Since then, Willetts has appeared in the title role in a concert version and studio cast album of Jesus Christ Superstar, taken the lead roles in Leicester Haymarket's acclaimed productions of Stephen Sondheim's Sweeney Todd: The Demon Barber of Fleet Street and Sunday in the Park with George, appeared as Old Deuteronomy in the 20th anniversary production of Andrew Lloyd Webber's Cats in London, and as Jean Valjean in the 10th anniversary production of Les Misérables in Sydney, Australia. He took the role of Heathcliff in the studio recording of Bernard J. Taylor musical version of Wuthering Heights.

In 2004, he appeared in the London premiere and West End production of Ragtime as the Father alongside Maria Friedman. In December of the same year he appeared in Aladdin in Bromley. He has played the starring role of 'Adam Pontipee' in Seven Brides for Seven Brothers in the West End (2006). and the national tour in 2002. He then played the role of 'Emile de Becque' in a UK touring production of Rogers and Hammerstein's South Pacific, which toured the UK until July 2008.

In 2007, Dave played the role of 'Julian Marsh' in a UK Tour of 42nd Street. He returned to the role in 2012, when the show again toured the UK. He played Max in a scaled-down production of Sunset Boulevard at the Comedy Theatre (now The Harold Pinter), directed by Craig Revel Horwood in September 2008,
for which he was nominated for Laurence Olivier Award for Best Performance in a Supporting Role in a Musical.

In July 2011, he originated the role of Professor Callahan in the UK tour of Legally Blonde.

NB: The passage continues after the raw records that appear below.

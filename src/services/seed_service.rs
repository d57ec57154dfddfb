//! One-time seeding of the document store and vector index.
//!
//! Articles and press releases are read from flat CSV files with a header
//! row, or from JSON arrays of records keyed by the same column names. Articles are then embedded as
//! passages, upserted into the vector index with their journalist metadata,
//! and the embedding is written back onto the stored article.

use std::path::{Path, PathBuf};
use std::sync::Arc;

use async_trait::async_trait;
use serde::de::DeserializeOwned;
use thiserror::Error;
use tracing::{debug, info};

use crate::domain::{Article, ArticleId, EmbeddingVector, PressRelease, VectorRecord};
use crate::providers::embeddings::{EmbeddingError, EmbeddingProvider, InputType};
use crate::providers::index::{IndexError, VectorIndex};
use crate::storage::{self, DatabaseError};

/// Largest batch the hosted embedding model accepts in one request.
pub const DEFAULT_EMBED_BATCH_SIZE: usize = 96;

/// Errors that can occur while seeding.
#[derive(Debug, Error)]
pub enum SeedError {
    #[error("Failed to read {path}: {source}")]
    Io {
        path: PathBuf,
        #[source]
        source: std::io::Error,
    },

    #[error("Failed to parse {path}: {source}")]
    Parse {
        path: PathBuf,
        #[source]
        source: serde_json::Error,
    },

    #[error("Failed to parse CSV {path}: {source}")]
    Csv {
        path: PathBuf,
        #[source]
        source: csv::Error,
    },

    #[error("Storage error: {0}")]
    Storage(#[from] DatabaseError),

    #[error("Embedding error: {0}")]
    Embedding(#[from] EmbeddingError),

    #[error("Index error: {0}")]
    Index(#[from] IndexError),

    #[error("Expected {expected} embeddings, got {actual}")]
    EmbeddingCountMismatch { expected: usize, actual: usize },
}

/// Result type for seeding operations.
pub type Result<T> = std::result::Result<T, SeedError>;

/// Write access to the document store used during seeding.
#[async_trait]
pub trait ArticleStore: Send + Sync {
    async fn insert_articles(&self, articles: &[Article]) -> storage::Result<usize>;

    async fn insert_press_releases(&self, releases: &[PressRelease]) -> storage::Result<usize>;

    /// Articles that have not been embedded yet, in insertion order.
    async fn articles_without_embedding(&self) -> storage::Result<Vec<Article>>;

    async fn set_article_embedding(
        &self,
        id: &ArticleId,
        embedding: &EmbeddingVector,
    ) -> storage::Result<()>;
}

/// Outcome of a seeding run.
#[derive(Debug, Clone, Default, PartialEq, Eq)]
pub struct SeedReport {
    pub articles_loaded: usize,
    pub press_releases_loaded: usize,
    pub articles_indexed: usize,
}

/// Reads seed records from disk.
///
/// Files ending in `.csv` are read as CSV with a header row; anything else
/// must hold a JSON array.
pub fn load_records<T: DeserializeOwned>(path: &Path) -> Result<Vec<T>> {
    let io_error = |source| SeedError::Io {
        path: path.to_path_buf(),
        source,
    };

    let is_csv = path
        .extension()
        .is_some_and(|ext| ext.eq_ignore_ascii_case("csv"));
    if is_csv {
        let file = std::fs::File::open(path).map_err(io_error)?;
        return csv::Reader::from_reader(file)
            .deserialize()
            .collect::<std::result::Result<Vec<T>, _>>()
            .map_err(|source| SeedError::Csv {
                path: path.to_path_buf(),
                source,
            });
    }

    let raw = std::fs::read_to_string(path).map_err(io_error)?;
    serde_json::from_str(&raw).map_err(|source| SeedError::Parse {
        path: path.to_path_buf(),
        source,
    })
}

/// Loads documents into the store and indexes article embeddings.
pub struct SeedService {
    store: Arc<dyn ArticleStore>,
    embedder: Arc<dyn EmbeddingProvider>,
    index: Arc<dyn VectorIndex>,
    batch_size: usize,
}

impl SeedService {
    pub fn new(
        store: Arc<dyn ArticleStore>,
        embedder: Arc<dyn EmbeddingProvider>,
        index: Arc<dyn VectorIndex>,
    ) -> Self {
        Self {
            store,
            embedder,
            index,
            batch_size: DEFAULT_EMBED_BATCH_SIZE,
        }
    }

    pub fn with_batch_size(mut self, batch_size: usize) -> Self {
        self.batch_size = batch_size.max(1);
        self
    }

    /// Seeds from an articles file and a press releases file.
    pub async fn seed_from_files(
        &self,
        articles_path: &Path,
        press_releases_path: &Path,
    ) -> Result<SeedReport> {
        let articles: Vec<Article> = load_records(articles_path)?;
        let releases: Vec<PressRelease> = load_records(press_releases_path)?;
        self.seed(&articles, &releases).await
    }

    /// Stores the documents, then indexes every article without an embedding.
    pub async fn seed(
        &self,
        articles: &[Article],
        press_releases: &[PressRelease],
    ) -> Result<SeedReport> {
        let articles_loaded = self.store.insert_articles(articles).await?;
        let press_releases_loaded = self.store.insert_press_releases(press_releases).await?;
        info!(
            articles = articles_loaded,
            press_releases = press_releases_loaded,
            "Stored documents"
        );

        let articles_indexed = self.index_pending_articles().await?;

        Ok(SeedReport {
            articles_loaded,
            press_releases_loaded,
            articles_indexed,
        })
    }

    /// Embeds and indexes stored articles that have no embedding yet.
    ///
    /// Safe to re-run: articles are marked as embedded batch by batch, so an
    /// interrupted run resumes where it stopped.
    pub async fn index_pending_articles(&self) -> Result<usize> {
        let pending = self.store.articles_without_embedding().await?;
        let mut indexed = 0;

        for batch in pending.chunks(self.batch_size) {
            let inputs: Vec<String> = batch.iter().map(Article::embedding_input).collect();
            let embeddings = self.embedder.embed(&inputs, InputType::Passage).await?;
            if embeddings.len() != batch.len() {
                return Err(SeedError::EmbeddingCountMismatch {
                    expected: batch.len(),
                    actual: embeddings.len(),
                });
            }

            let records: Vec<VectorRecord> = batch
                .iter()
                .zip(&embeddings)
                .map(|(article, values)| VectorRecord {
                    id: article.id.to_string(),
                    values: values.clone(),
                    metadata: article.index_metadata(),
                })
                .collect();
            self.index.upsert(&records).await?;

            for (article, embedding) in batch.iter().zip(&embeddings) {
                self.store
                    .set_article_embedding(&article.id, embedding)
                    .await?;
            }

            indexed += batch.len();
            debug!(indexed, total = pending.len(), "Indexed article batch");
        }

        info!(articles = indexed, index = self.index.name(), "Indexed articles");
        Ok(indexed)
    }
}
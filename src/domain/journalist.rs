//! Journalist scoring types.

use serde::{Deserialize, Serialize};

/// Running relevance accumulator for one journalist.
///
/// Only exists during a single aggregation pass. An accumulator is created
/// on the first match attributed to a journalist, so `count` is at least 1
/// for every entry that reaches the final mapping.
#[derive(Debug, Clone, Copy, Default, PartialEq)]
pub struct JournalistScore {
    /// Sum of similarity scores seen so far.
    pub total_score: f64,
    /// Number of matches folded in.
    pub count: u32,
}

impl JournalistScore {
    /// Folds one match score into the accumulator.
    pub fn record(&mut self, score: f64) {
        self.total_score += score;
        self.count += 1;
    }

    /// Arithmetic mean of the recorded scores.
    pub fn mean(&self) -> f64 {
        if self.count == 0 {
            0.0
        } else {
            self.total_score / f64::from(self.count)
        }
    }
}

/// A recommended journalist, the terminal output of the pipeline.
#[derive(Debug, Clone, PartialEq, Serialize, Deserialize)]
pub struct Journalist {
    /// Journalist's email address.
    pub email: String,
    /// Mean similarity of the journalist's matched articles (nominally 0..=1).
    pub relevance_score: f64,
    /// Generated explanation of why the journalist is relevant.
    pub motivation: String,
}
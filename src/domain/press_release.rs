//! Press release domain type.

use serde::{Deserialize, Serialize};

use super::PressReleaseId;

/// A press release published by a newsroom.
///
/// Press releases are read-only input to the ranking pipeline; they are
/// owned by the document store and never modified after being fetched.
#[derive(Debug, Clone, PartialEq, Serialize, Deserialize)]
pub struct PressRelease {
    /// Unique identifier.
    #[serde(rename = "_id", default = "PressReleaseId::generate")]
    pub id: PressReleaseId,
    /// Name of the publishing newsroom.
    pub newsroom: String,
    /// Publication date as recorded by the source.
    #[serde(default)]
    pub publish_date: String,
    /// Release headline.
    pub headline: String,
    /// Body text.
    pub text: String,
}

impl PressRelease {
    /// Creates a press release with a generated identifier.
    pub fn new(
        newsroom: impl Into<String>,
        headline: impl Into<String>,
        text: impl Into<String>,
    ) -> Self {
        Self {
            id: PressReleaseId::generate(),
            newsroom: newsroom.into(),
            publish_date: String::new(),
            headline: headline.into(),
            text: text.into(),
        }
    }

    /// Text sent to the embedding service when this release is used as a query.
    pub fn embedding_input(&self) -> String {
        format!("{}-{}-{}", self.headline, self.newsroom, self.text)
    }

    /// One-line rendering used as context in generation prompts.
    pub fn prompt_line(&self) -> String {
        format!("{} - {}: {}", self.headline, self.newsroom, self.text)
    }
}
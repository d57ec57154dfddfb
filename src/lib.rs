//! relevance-ranking - Journalist recommendations for press releases
//!
//! This crate ranks journalists by how closely their published articles match
//! a set of press releases and explains each recommendation with a generated
//! motivation. It includes the hosted embedding, vector index and completion
//! clients, a SQLite document store, and the ranking pipeline itself.

pub mod app;
pub mod config;
pub mod domain;
pub mod providers;
pub mod services;
pub mod storage;

pub use app::App;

In October 2014, he appeared as Father God in 'Love Beyond' at SSE Wembley Arena. Then in 2015, he appeared in 'Pure Imagination' at the St James Theatre, London in a musical based on the work by Leslie Bricusse. In 2017, he appeared as the White Rabbit in Wonderland, a new musical by Frank Wildhorn also starring Wendi Peters and Kerry Ellis.

In 2023, Dave played the role of Sir George Dillingham in a West End revival of Aspects of Love at the Lyric Theatre.

== Discography ==
Willetts has recorded several albums, mostly collections of songs from musicals. Including 'Once in a Lifetime', released just before his 60th birthday. He has performed on albums alongside Lesley Garrett, Clive Rowe and Claire Moore amongst others. Including appeared on 'Music And Songs From Aspects of Love/Phantom of the Opera' in 2008.

==Personal life ==
He has a wife Lyn (originally from Warwickshire,) a former nursery nurse and teacher. They married in 1972. He has 2 daughters and 3 grandchildren. They live in Baginton, near Coventry.